If it were simply "wheat bread," one could say خبزٌ قمحيٌّ or خبزُ قمحٍ. But for multiple words, I would like to discuss some of the options to express this concisely. Some words like wristwatch and keyboard can become an إضافة, But for others I'm thinking of either إضافة غير حقيقية or constructions with ذو/ذات. So whole wheat bread could be خبزٌ كاملُ القمحةِ or خبزٌ ذو قمحةٍ كاملةٍ . (By the way, whole wheat bread might have another standard expression in Arabic. I really want to talk about compound words in general.)

Here are a few sentences that I've tried to translate:

"Which bread should we get this time?"
"Let's get the whole wheat [bread] this time."

أيَّ خبز نشتري اليوم؟
لنشترِ [الخبزَ] ذا القمحةِ الكاملةِ.
لنشترِ الكاملَ القمحةِ.

This sturdy bunk-bed is better than that flimsy one.
هذا السريرُ ذو الــطبقتين المستحكمُ خيرٌ من ذاك الواهي.

A good bunk-bed is more space efficient.
إن سريرًا ذا طبقتين حســنًا هو أكثرُ فعّالاً.

What do you think of the above sentences? Do you think the placement of the adjectives مستحكم and حسن , and the definiteness of طبقتين are correct, such that the whole compound word is contained in a single مبتدأ?

Can we keep adding words just like we do in English? For example, would you be able to say the following sentence in Arabic without resorting to multiple clauses?
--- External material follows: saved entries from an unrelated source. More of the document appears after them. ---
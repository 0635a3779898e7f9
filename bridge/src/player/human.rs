//! 本地玩家与客户端应用玩家

use async_trait::async_trait;
use centaur_protocol::Side;
use shakmaty::{Chess, Move};
use tracing::debug;

use super::{CommandSender, MoveDecision, Player, PlayerCommand, PlayerKind};
use crate::error::Result;

/// 棋盘前的人：形成什么就提交什么
pub struct HumanPlayer {
    name: String,
    ready: bool,
}

impl HumanPlayer {
    pub fn new(name: impl Into<String>) -> Self {
        Self {
            name: name.into(),
            ready: false,
        }
    }
}

#[async_trait]
impl Player for HumanPlayer {
    fn kind(&self) -> PlayerKind {
        PlayerKind::Human
    }

    fn name(&self) -> String {
        self.name.clone()
    }

    async fn start(&mut self, side: Side, commands: CommandSender) -> Result<()> {
        self.ready = true;
        let _ = commands.send(PlayerCommand::Ready { side });
        Ok(())
    }

    async fn stop(&mut self) {
        self.ready = false;
    }

    fn on_turn(&mut self, _position: &Chess) {}

    fn on_move_formed(&mut self, _position: &Chess, mv: &Move) -> MoveDecision {
        MoveDecision::Submit(mv.clone())
    }

    fn is_ready(&self) -> bool {
        self.ready
    }

    fn can_resign(&self) -> bool {
        true
    }
}

/// 已连接的客户端应用接管的一方
///
/// 应用通过 LED 指示走法，由人在棋盘上执行；棋盘手势不能替应用认输。
pub struct RemoteAppPlayer {
    protocol: String,
    ready: bool,
}

impl RemoteAppPlayer {
    pub fn new(protocol: impl Into<String>) -> Self {
        Self {
            protocol: protocol.into(),
            ready: false,
        }
    }
}

#[async_trait]
impl Player for RemoteAppPlayer {
    fn kind(&self) -> PlayerKind {
        PlayerKind::RemoteApp
    }

    fn name(&self) -> String {
        self.protocol.clone()
    }

    async fn start(&mut self, side: Side, commands: CommandSender) -> Result<()> {
        debug!("{} 应用接管 {}", self.protocol, side);
        self.ready = true;
        let _ = commands.send(PlayerCommand::Ready { side });
        Ok(())
    }

    async fn stop(&mut self) {
        self.ready = false;
    }

    fn on_turn(&mut self, _position: &Chess) {}

    fn on_move_formed(&mut self, _position: &Chess, mv: &Move) -> MoveDecision {
        MoveDecision::Submit(mv.clone())
    }

    fn is_ready(&self) -> bool {
        self.ready
    }
}

#[cfg(test)]
mod tests {
    use super::*;
    use crate::position::parse_uci;

    #[test]
    fn test_human_submits_anything() {
        let pos = Chess::default();
        let mv = parse_uci(&pos, "b1c3").unwrap();
        let mut human = HumanPlayer::new("me");
        assert_eq!(human.on_move_formed(&pos, &mv), MoveDecision::Submit(mv));
        assert!(human.can_resign());
        assert!(human.pending_move().is_none());
    }

    #[test]
    fn test_remote_app_cannot_resign() {
        let app = RemoteAppPlayer::new("pegasus");
        assert!(!app.can_resign());
        assert_eq!(app.kind(), PlayerKind::RemoteApp);
    }
}
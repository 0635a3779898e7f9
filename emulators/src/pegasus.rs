//! Pegasus 模拟器（Nordic UART 二进制）
//!
//! 出站帧: `type, len_hi, len_lo, payload..`，`len = payload + 3`（14 位）。
//! 入站命令多为单字节 ASCII；LED 控制 (0x60) 与开发者密钥 (0x63)
//! 带长度前缀: `type, len, body[len]`。
//!
//! 方格一律使用线上索引，LED 字段在此转换为逻辑索引。

use centaur_protocol::{rotate_field, GameEvent, PieceEventKind};
use tracing::{debug, info, warn};

use crate::emulator::{Emulator, EmulatorContext, FeedResult, Protocol};

pub const MSG_BOARD_DUMP: u8 = 0x86;
pub const MSG_FIELD_UPDATE: u8 = 0x8e;
pub const MSG_UNKNOWN_143: u8 = 0x8f;
pub const MSG_UNKNOWN_144: u8 = 0x90;
pub const MSG_SERIALNR: u8 = 0x91;
pub const MSG_TRADEMARK: u8 = 0x92;
pub const MSG_VERSION: u8 = 0x93;
pub const MSG_HARDWARE_VERSION: u8 = 0x96;
pub const MSG_BATTERY_STATUS: u8 = 0xa0;
pub const MSG_LONG_SERIALNR: u8 = 0xa2;
pub const MSG_UNKNOWN_163: u8 = 0xa3;
pub const MSG_LOCK_STATE: u8 = 0xa4;
pub const MSG_DEVKEY_STATE: u8 = 0xa5;

/// LED 控制命令
pub const CMD_LED_CONTROL: u8 = 0x60;

/// 开发者密钥注册
pub const CMD_DEVELOPER_KEY: u8 = 0x63;

/// 带长度命令的最大长度
const MAX_FRAMED_LEN: u8 = 64;

/// 电池无法读取时上报的电量
const FALLBACK_BATTERY_LEVEL: u8 = 0x58;

/// 商标字符串（序列号由调用方补全）
const TRADEMARK_PREFIX: &str = "Digital Game Technology\r\nCopyright (c) 2021 DGT\r\nsoftware version: 1.00, build: 210722\r\nhardware version: 1.00, serial no: ";

/// 默认序列号
pub const DEFAULT_SERIAL: &str = "PXXXXXXXXX";

/// 编码出站帧
pub fn frame(kind: u8, payload: &[u8]) -> Vec<u8> {
    let len = payload.len() + 3;
    let mut out = Vec::with_capacity(len);
    out.push(kind);
    out.push(((len >> 7) & 0x7f) as u8);
    out.push((len & 0x7f) as u8);
    out.extend_from_slice(payload);
    out
}

enum RxState {
    Idle,
    Framed { kind: u8, len: Option<u8>, body: Vec<u8> },
}

/// Pegasus 模拟器
pub struct Pegasus {
    ctx: EmulatorContext,
    rx: RxState,
    serial: String,
}

impl Pegasus {
    pub fn new(ctx: EmulatorContext) -> Self {
        Self {
            ctx,
            rx: RxState::Idle,
            serial: DEFAULT_SERIAL.to_string(),
        }
    }

    pub fn with_serial(mut self, serial: impl Into<String>) -> Self {
        self.serial = serial.into();
        self
    }

    fn send(&self, kind: u8, payload: &[u8]) {
        debug!("Pegasus 发送: type={:#04x}, len={}", kind, payload.len());
        self.ctx.send(frame(kind, payload));
    }

    fn send_battery(&self) {
        let level = match self.ctx.board.battery() {
            Ok(status) => status.percent(),
            Err(e) => {
                warn!("读取电池失败: {}", e);
                FALLBACK_BATTERY_LEVEL
            }
        };
        self.send(MSG_BATTERY_STATUS, &[level, 0, 0, 0, 0, 0, 0, 0, 2]);
    }

    /// 单字节命令，返回是否已识别
    fn handle_single(&mut self, cmd: u8) -> bool {
        match cmd {
            b'B' | b'b' => {
                let occupancy = self.ctx.board.occupancy();
                self.send(MSG_BOARD_DUMP, &occupancy.to_wire_bytes());
            }
            b'D' => debug!("Pegasus 收到 D"),
            b'E' => self.send(MSG_SERIALNR, b"ABCDE"),
            b'F' => self.send(MSG_UNKNOWN_144, &[0]),
            b'G' => {
                let trademark = format!("{TRADEMARK_PREFIX}{}", self.serial);
                self.send(MSG_TRADEMARK, trademark.as_bytes());
            }
            b'H' => self.send(MSG_HARDWARE_VERSION, &[1, 0]),
            b'I' => self.send(MSG_UNKNOWN_143, &[]),
            b'L' | b'@' => self.send_battery(),
            b'M' => self.send(MSG_VERSION, &[1, 0]),
            b'U' => self.send(MSG_LONG_SERIALNR, b"ABCDEFGHIJ"),
            b'V' => self.send(MSG_UNKNOWN_163, &[0]),
            b'Y' => self.send(MSG_LOCK_STATE, &[0]),
            b'Z' => self.send(MSG_DEVKEY_STATE, &[0]),
            _ => return false,
        }
        true
    }

    fn handle_framed(&mut self, kind: u8, body: &[u8]) {
        match kind {
            CMD_DEVELOPER_KEY => {
                info!("Pegasus 开发者密钥注册 ({} 字节)", body.len());
                self.send(MSG_DEVKEY_STATE, &[1]);
            }
            CMD_LED_CONTROL => self.led_control(body),
            _ => {}
        }
    }

    /// `[05, speed, mode, intensity, fields.., 00]` 或 `[00, 00]`
    fn led_control(&self, body: &[u8]) {
        let board = &self.ctx.board;
        if body == [0x00, 0x00] {
            if let Err(e) = board.leds_off() {
                warn!("熄灭 LED 失败: {}", e);
            }
            self.send_battery();
            return;
        }
        if body.len() < 5 || body[0] != 0x05 {
            debug!("Pegasus 忽略 LED 命令: {:02x?}", body);
            return;
        }

        let (speed, mode) = (body[1], body[2]);
        let intensity = body[3].clamp(1, 10);
        let fields: Vec<u8> = body[4..body.len() - 1]
            .iter()
            .filter(|&&f| f < 64)
            .map(|&f| rotate_field(f))
            .collect();
        debug!(
            "Pegasus LED: speed={} mode={} intensity={} fields={:?}",
            speed, mode, intensity, fields
        );

        let result = match fields.as_slice() {
            [] => board.leds_off(),
            [single] => board.led(*single, intensity),
            _ => board.led_array(&fields, speed, intensity),
        };
        if let Err(e) = result {
            warn!("驱动 LED 失败: {}", e);
        }
    }
}

impl Emulator for Pegasus {
    fn protocol(&self) -> Protocol {
        Protocol::Pegasus
    }

    fn feed(&mut self, byte: u8) -> FeedResult {
        match &mut self.rx {
            RxState::Idle => {
                if byte == CMD_LED_CONTROL || byte == CMD_DEVELOPER_KEY {
                    self.rx = RxState::Framed {
                        kind: byte,
                        len: None,
                        body: Vec::new(),
                    };
                    FeedResult::Partial
                } else if self.handle_single(byte) {
                    FeedResult::Consumed
                } else {
                    FeedResult::NotMine
                }
            }
            RxState::Framed { len: len @ None, .. } => {
                if byte == 0 || byte > MAX_FRAMED_LEN {
                    self.rx = RxState::Idle;
                    return FeedResult::NotMine;
                }
                *len = Some(byte);
                FeedResult::Partial
            }
            RxState::Framed {
                kind,
                len: Some(len),
                body,
            } => {
                if *kind == CMD_LED_CONTROL && body.is_empty() && byte != 0x00 && byte != 0x05 {
                    self.rx = RxState::Idle;
                    return FeedResult::NotMine;
                }
                body.push(byte);
                if body.len() < *len as usize {
                    return FeedResult::Partial;
                }
                let kind = *kind;
                let body = std::mem::take(body);
                self.rx = RxState::Idle;
                self.handle_framed(kind, &body);
                FeedResult::Consumed
            }
        }
    }

    fn on_game_event(&mut self, event: &GameEvent) {
        if let GameEvent::Piece(piece) = event {
            let action = match piece.kind {
                PieceEventKind::Lift => 0,
                PieceEventKind::Place => 1,
            };
            self.send(MSG_FIELD_UPDATE, &[piece.wire_square(), action]);
        }
    }

    fn set_position(&mut self, _fen: &str) {}

    fn reject(&mut self, byte: u8) {
        debug!("Pegasus 未知字节 {:#04x}，原样回显", byte);
        self.ctx.send(vec![byte]);
    }

    fn reset(&mut self) {
        self.rx = RxState::Idle;
    }
}

#[cfg(test)]
mod tests {
    use super::*;
    use crate::emulator::testing::{feed_all, Harness};
    use centaur_protocol::{BatteryStatus, BoardAction, Occupancy, PieceEvent};

    #[test]
    fn test_frame_layout() {
        assert_eq!(frame(MSG_VERSION, &[1, 0]), vec![0x93, 0x00, 0x05, 1, 0]);
        let long = frame(MSG_TRADEMARK, &[b'x'; 200]);
        assert_eq!(long[1], 1);
        assert_eq!(long[2], (203 & 0x7f) as u8);
    }

    #[test]
    fn test_board_dump() {
        let h = Harness::new();
        h.board.set_occupancy(Occupancy::EMPTY.with(0));
        let mut emu = Pegasus::new(h.context());
        assert_eq!(emu.feed(b'B'), FeedResult::Consumed);
        let out = h.take_bytes();
        assert_eq!(&out[..3], &[0x86, 0x00, 67]);
        let dump = &out[3..];
        assert_eq!(dump.len(), 64);
        // a1 的线上索引为 56
        assert_eq!(dump[56], 1);
        assert_eq!(dump.iter().filter(|&&b| b == 1).count(), 1);
    }

    #[test]
    fn test_fixed_replies() {
        let h = Harness::new();
        let mut emu = Pegasus::new(h.context());
        let cases: &[(u8, Vec<u8>)] = &[
            (b'E', frame(MSG_SERIALNR, b"ABCDE")),
            (b'F', frame(MSG_UNKNOWN_144, &[0])),
            (b'H', frame(MSG_HARDWARE_VERSION, &[1, 0])),
            (b'I', frame(MSG_UNKNOWN_143, &[])),
            (b'M', frame(MSG_VERSION, &[1, 0])),
            (b'U', frame(MSG_LONG_SERIALNR, b"ABCDEFGHIJ")),
            (b'V', frame(MSG_UNKNOWN_163, &[0])),
            (b'Y', frame(MSG_LOCK_STATE, &[0])),
            (b'Z', frame(MSG_DEVKEY_STATE, &[0])),
        ];
        for (cmd, expected) in cases {
            assert_eq!(emu.feed(*cmd), FeedResult::Consumed);
            assert_eq!(&h.take_bytes(), expected, "command {:?}", *cmd as char);
        }
    }

    #[test]
    fn test_trademark_ends_with_serial() {
        let h = Harness::new();
        let mut emu = Pegasus::new(h.context()).with_serial("P123456789");
        emu.feed(b'G');
        let out = h.take_bytes();
        assert_eq!(out[0], MSG_TRADEMARK);
        let text = String::from_utf8(out[3..].to_vec()).unwrap();
        assert!(text.starts_with("Digital Game Technology\r\n"));
        assert!(text.ends_with("serial no: P123456789"));
    }

    #[test]
    fn test_battery_from_board() {
        let h = Harness::new();
        h.board.set_battery(BatteryStatus {
            level: 20,
            charging: false,
        });
        let mut emu = Pegasus::new(h.context());
        emu.feed(b'L');
        assert_eq!(
            h.take_bytes(),
            frame(MSG_BATTERY_STATUS, &[100, 0, 0, 0, 0, 0, 0, 0, 2])
        );
        emu.feed(b'@');
        assert_eq!(h.take_bytes()[0], MSG_BATTERY_STATUS);
    }

    #[test]
    fn test_leds_off_command() {
        let h = Harness::new();
        let mut emu = Pegasus::new(h.context());
        let results = feed_all(&mut emu, &[0x60, 0x02, 0x00, 0x00]);
        assert_eq!(results.last(), Some(&FeedResult::Consumed));
        assert_eq!(h.board.take_actions(), vec![BoardAction::LedsOff]);
        assert_eq!(h.take_bytes()[0], MSG_BATTERY_STATUS);
    }

    #[test]
    fn test_led_fields_map_to_array() {
        let h = Harness::new();
        let mut emu = Pegasus::new(h.context());
        // e2 线上 52，e4 线上 36，亮度 20 被截断为 10
        let cmd = [0x60, 0x07, 0x05, 0x03, 0x00, 20, 52, 36, 0x00];
        let results = feed_all(&mut emu, &cmd);
        assert_eq!(results.last(), Some(&FeedResult::Consumed));
        assert_eq!(
            h.board.take_actions(),
            vec![BoardAction::LedArray {
                squares: vec![12, 28],
                speed: 3,
                intensity: 10
            }]
        );
        assert!(h.take().is_empty());
    }

    #[test]
    fn test_led_lights_every_field() {
        let h = Harness::new();
        let mut emu = Pegasus::new(h.context());
        // 王车易位提示：e1 g1 h1 f1，越界字段 64 被忽略
        let cmd = [0x60, 0x0a, 0x05, 0x03, 0x01, 4, 60, 62, 63, 64, 61, 0x00];
        feed_all(&mut emu, &cmd);
        assert_eq!(
            h.board.take_actions(),
            vec![BoardAction::LedArray {
                squares: vec![4, 6, 7, 5],
                speed: 3,
                intensity: 4
            }]
        );
    }

    #[test]
    fn test_led_single_and_none() {
        let h = Harness::new();
        let mut emu = Pegasus::new(h.context());
        feed_all(&mut emu, &[0x60, 0x06, 0x05, 0x03, 0x00, 0, 63, 0x00]);
        feed_all(&mut emu, &[0x60, 0x05, 0x05, 0x03, 0x00, 5, 0x00]);
        assert_eq!(
            h.board.take_actions(),
            vec![
                BoardAction::Led {
                    square: 7,
                    intensity: 1
                },
                BoardAction::LedsOff
            ]
        );
    }

    #[test]
    fn test_field_update_on_piece_event() {
        let h = Harness::new();
        let mut emu = Pegasus::new(h.context());
        emu.on_game_event(&GameEvent::Piece(PieceEvent::lift(12)));
        emu.on_game_event(&GameEvent::Piece(PieceEvent::place(28)));
        assert_eq!(
            h.take_bytes(),
            [frame(MSG_FIELD_UPDATE, &[52, 0]), frame(MSG_FIELD_UPDATE, &[36, 1])].concat()
        );
    }

    #[test]
    fn test_rejects_foreign_bytes() {
        let h = Harness::new();
        let mut emu = Pegasus::new(h.context());
        assert_eq!(emu.feed(0xd6), FeedResult::NotMine);
        assert_eq!(emu.feed(0x21), FeedResult::NotMine);
        // 长度超限
        assert_eq!(emu.feed(0x60), FeedResult::Partial);
        assert_eq!(emu.feed(0x7f), FeedResult::NotMine);
        // LED 体首字节非法
        assert_eq!(emu.feed(0x60), FeedResult::Partial);
        assert_eq!(emu.feed(0x03), FeedResult::Partial);
        assert_eq!(emu.feed(0x09), FeedResult::NotMine);
        assert!(h.take().is_empty());
    }

    #[test]
    fn test_reject_echoes() {
        let h = Harness::new();
        let mut emu = Pegasus::new(h.context());
        emu.reject(0x31);
        assert_eq!(h.take_bytes(), vec![0x31]);
    }

    #[test]
    fn test_developer_key() {
        let h = Harness::new();
        let mut emu = Pegasus::new(h.context());
        let results = feed_all(&mut emu, &[0x63, 0x03, 0x12, 0x34, 0x00]);
        assert_eq!(results.last(), Some(&FeedResult::Consumed));
        assert_eq!(h.take_bytes(), frame(MSG_DEVKEY_STATE, &[1]));
    }
}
"I bought a white 2010 model Whirlpool top-loading auto-drying washing machine."


----------



## إسكندراني

إنّ سريراً جيّداً ذا طبقتين أوفر للمساحة
This seems more natural to me.
I am unsure what you question is, though.


----------



## Abu Talha

إسكندراني said:


> إنّ سريراً جيّداً ذا طبقتين أوفر للمساحة
> This seems more natural to me.


Thanks for the correction إسكندراني. 

I guess I wanted to ask how compound words are formed in Arabic. In English the formula is "_d_1 _d_2 ... _dN_ _n_" where _d_ is a descriptor, either for one of the other descriptors, or for the object and _n_ is the name of the object.

So for "whole wheat bread" we have 

_d_1 = "whole", adjective
_d_2 = "wheat", noun
_n_ = "bread"

So as you can see, in English, we can just string together all the descriptors whether they are nouns, adjectives, or participles to obtain a compound verb.

In Arabic if we were to mimic English we would get خُبْزٌ قَمْحٌ كامِلٌ which probably doesn't make sense. Each word in it has to be properly declined and modified to make sense grammatically and semantically. One option would be to use إضافة thus: خُبْزُ قَمْحٍ كامِلٍ but this makes it difficult if you want to now use this compound word in different ways.

For example if you wanted to say, "my whole wheat bread" you cannot ascribe the خبز to yourself  (خُبْزي) because that would break the إضافة with the other words. So you have to say خُبْزُ قَمْحي الكاملُ which seems somewhat difficult to come up with on the fly.

That's why I was thinking of using ذو to separate the name of the object from all the descriptors. This way you can place the object name "خبز" however you want, and ذو can come after it in apposition. For example,
أَكَلَ خُبْزي ذا القمحِ الكاملِ.
"He ate my whole wheat bread."

So my question was whether using ذو was a recognized way to form compound words in Arabic and whether my example sentences in post #1 were grammatically correct when when the compound noun is definite and indefinite.



> I am unsure what you question is, though.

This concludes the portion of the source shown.